How and why the new iptables -w option is such a terrible fumble

October 10, 2016

I wrote recently about the relatively new -w option for iptables and how it will make things blow up. Unfortunately for Linux sysadmins everywhere, exactly how the iptables people introduced this option is a case study in how not to make changes like this; it is essentially backwards from what you want to do. They could probably have made the situation worse than it is now, but it would take some ingenuity.

Perhaps it is not obvious why iptables -w is so terrible (I mean, clearly it wasn't obvious to the iptables developers). To start seeing where they went so wrong, let's ask a simple question: how do you write a script (or a program) that will run on both a system without this change and a system with it?
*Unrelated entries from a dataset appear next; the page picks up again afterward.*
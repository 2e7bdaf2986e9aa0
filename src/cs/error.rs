use thiserror::Error;

/// Errors raised while building or seeding an exact-cover problem.
///
/// Search itself never fails: an unsatisfiable matrix is a normal negative
/// result, not an error.
#[derive(Debug, Error, Clone, PartialEq, Eq)]
pub enum Error {
    /// A matrix row whose length differs from the first row.
    #[error("row {row} has {found} columns, expected {expected}")]
    RaggedRow {
        row: usize,
        expected: usize,
        found: usize,
    },

    /// A matrix entry other than 0 or 1.
    #[error("entry ({row}, {column}) is {value}, expected 0 or 1")]
    NonBinaryEntry { row: usize, column: usize, value: u8 },

    /// A pre-solution row index outside the matrix.
    #[error("row {row} is out of range for a matrix with {rows} rows")]
    RowOutOfRange { row: usize, rows: usize },

    /// A pre-solution row that has no 1-entries and so cannot be selected.
    #[error("row {0} is empty and cannot be selected")]
    EmptyRow(usize),

    /// A pre-solution row overlapping a column already covered by an earlier one.
    #[error("row {row} conflicts with an earlier pre-selected row on column {column}")]
    ConflictingSeed { row: usize, column: usize },

    #[error("Invalid input: {0}")]
    InvalidInput(String),
}

/// Result type for exact-cover operations
pub type Result<T> = std::result::Result<T, Error>;
pub mod dancing_links;

#[cfg(feature = "parallel")]
pub use dancing_links::{par_count_solutions, par_solve_all};
pub use dancing_links::{DancingLinks, Matrix, SearchConfig, SearchStats};
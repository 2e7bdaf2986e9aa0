pub mod combinatorial;
pub mod error;

pub use combinatorial::*;
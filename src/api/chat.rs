//! Rule-based chat service: `POST /chat`, the web page at `/`, and `/health`.

use std::sync::Arc;

use axum::body::Bytes;
use axum::extract::State;
use axum::response::{Html, IntoResponse};
use axum::routing::{get, post};
use axum::{Json, Router};
use tracing::info;

use super::{cors, extract_message, health};
use crate::responder::Responder;

const INDEX_HTML: &str = include_str!("../../static/index.html");

/// Shared state for the chat routes.
#[derive(Clone)]
pub struct ChatState {
    pub responder: Arc<Responder>,
}

/// POST /chat
///
/// Always answers 200 with `{"reply", "crisis"}`, whatever the body holds.
async fn chat(State(state): State<ChatState>, body: Bytes) -> impl IntoResponse {
    let message = extract_message(&body);
    let result = state.responder.respond(&message);
    if result.crisis {
        info!("Crisis resources returned");
    }
    Json(result)
}

/// GET /
async fn index() -> Html<&'static str> {
    Html(INDEX_HTML)
}

/// Build the rule-based chat routes.
pub fn chat_routes(state: ChatState) -> Router {
    Router::new()
        .route("/", get(index))
        .route("/chat", post(chat))
        .route("/health", get(|| health("mindmate")))
        .layer(cors())
        .with_state(state)
}
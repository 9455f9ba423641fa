//! Static reply content used by the category cascade and crisis builder.

pub const OPENING: &[&str] = &[
    "I hear you. Thank you for sharing that with me — you're not alone in this.",
    "I'm really glad you reached out. Tell me what's been happening recently.",
    "It takes courage to share that. I'm here to listen—what's on your mind right now?",
];

pub const GROUNDING: &[&str] = &[
    "Let's try a quick grounding exercise: name 5 things you can see, 4 things you can touch, 3 things you can hear, 2 things you can smell, and 1 thing you can taste. Tell me when you're ready.",
    "Try this 5-4-3-2-1 grounding: look for 5 things you see, 4 you can touch, 3 you hear, 2 you smell, and 1 you can taste. Want me to guide you step-by-step?",
];

pub const BREATHING: &[&str] = &[
    "Try a simple breathing technique: breathe in for 4 seconds, hold for 4, breathe out for 6 — repeat 4 times. Want me to guide you through one round now?",
    "Let's do a 1-minute breathing pause: inhale 4, hold 4, exhale 6. Focus on the breath and your chest rising and falling.",
];

pub const BEHAVIORAL: &[&str] = &[
    "Small actions can change how you feel. Is there one small thing you could try today — maybe a short walk, a glass of water, or calling a friend?",
    "Would you be open to setting a tiny goal for today, something achievable in 10–20 minutes?",
];

pub const REASSURE: &[&str] = &[
    "You're doing the best you can in a hard moment. It's okay to ask for help.",
    "Feelings can feel overwhelming, but they can change. You're taking a step by talking about it.",
];

pub const LOW_MOOD_LEAD: &str = "I'm sorry you're feeling sad or low. That feeling is valid. ";

pub const ANXIETY_FOLLOW_UP: &str =
    "\n\nWould you like another short grounding or to talk about what triggered this?";

pub const LONELINESS_LEAD: &str = "Feeling lonely can be heavy. ";

pub const SLEEP: &str = "Sleep and rest matter a lot. Try a short wind-down: reduce screens, dim lights, and try gentle breathing. \
Would you like some sleep-focused tips or a short relaxation exercise?";

pub const FAREWELL: &str =
    "You’re welcome. Take care of yourself — I'm here whenever you need to talk.";

pub const COPING_IDEAS: &str = "Here are some coping ideas:\n\
1. Breathing pauses: inhale 4 — hold 4 — exhale 6 (repeat 3–5x).\n\
2. Grounding (5-4-3-2-1) to bring focus to the present.\n\
3. Small action: a 10-minute walk, water, or texting a friend.\n\
4. Write one thought and challenge it (CBT).\n\nWhich of these would you like to try now?";

pub const REFLECTIVE: &str = "Thank you for telling me. Can you say more about what you were feeling in that moment? \
If you're unsure, try describing the last hour and any thoughts that stood out.";

// ── Crisis ──────────────────────────────────────────────────────────────

pub const CRISIS_PREAMBLE: &str = "I'm really sorry — it sounds like you're in serious distress. \
If you are in immediate danger, please call your local emergency number right now.\n\n\
Here are some crisis resources:\n";

pub const CRISIS_CLOSING: &str = "\nIf you want, I can guide you through a 1-minute grounding or breathing exercise now. Would you like that?";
You can't just use -w on all your iptables commands, because the old version of iptables doesn't support the option; if you add it blindly, every command will fail. You can't not use -w on systems that support it, because omitting -w will make random iptables commands that you're running fail under some circumstances (as we've seen); in practice -w is a mandatory iptables option on systems that support it unless you have a relatively unusual system.

So the answer is 'you must probe for whether or not -w is supported on this version of iptables'. Which cuts to the root of the problem:

Introducing -w this way created a flag day for all uses of iptables.

Before the flag day, you could not use -w. After the flag day, you must use -w. Or at least, you must use -w if you want your iptables commands to be reliable all the time under all circumstances, including odd ones.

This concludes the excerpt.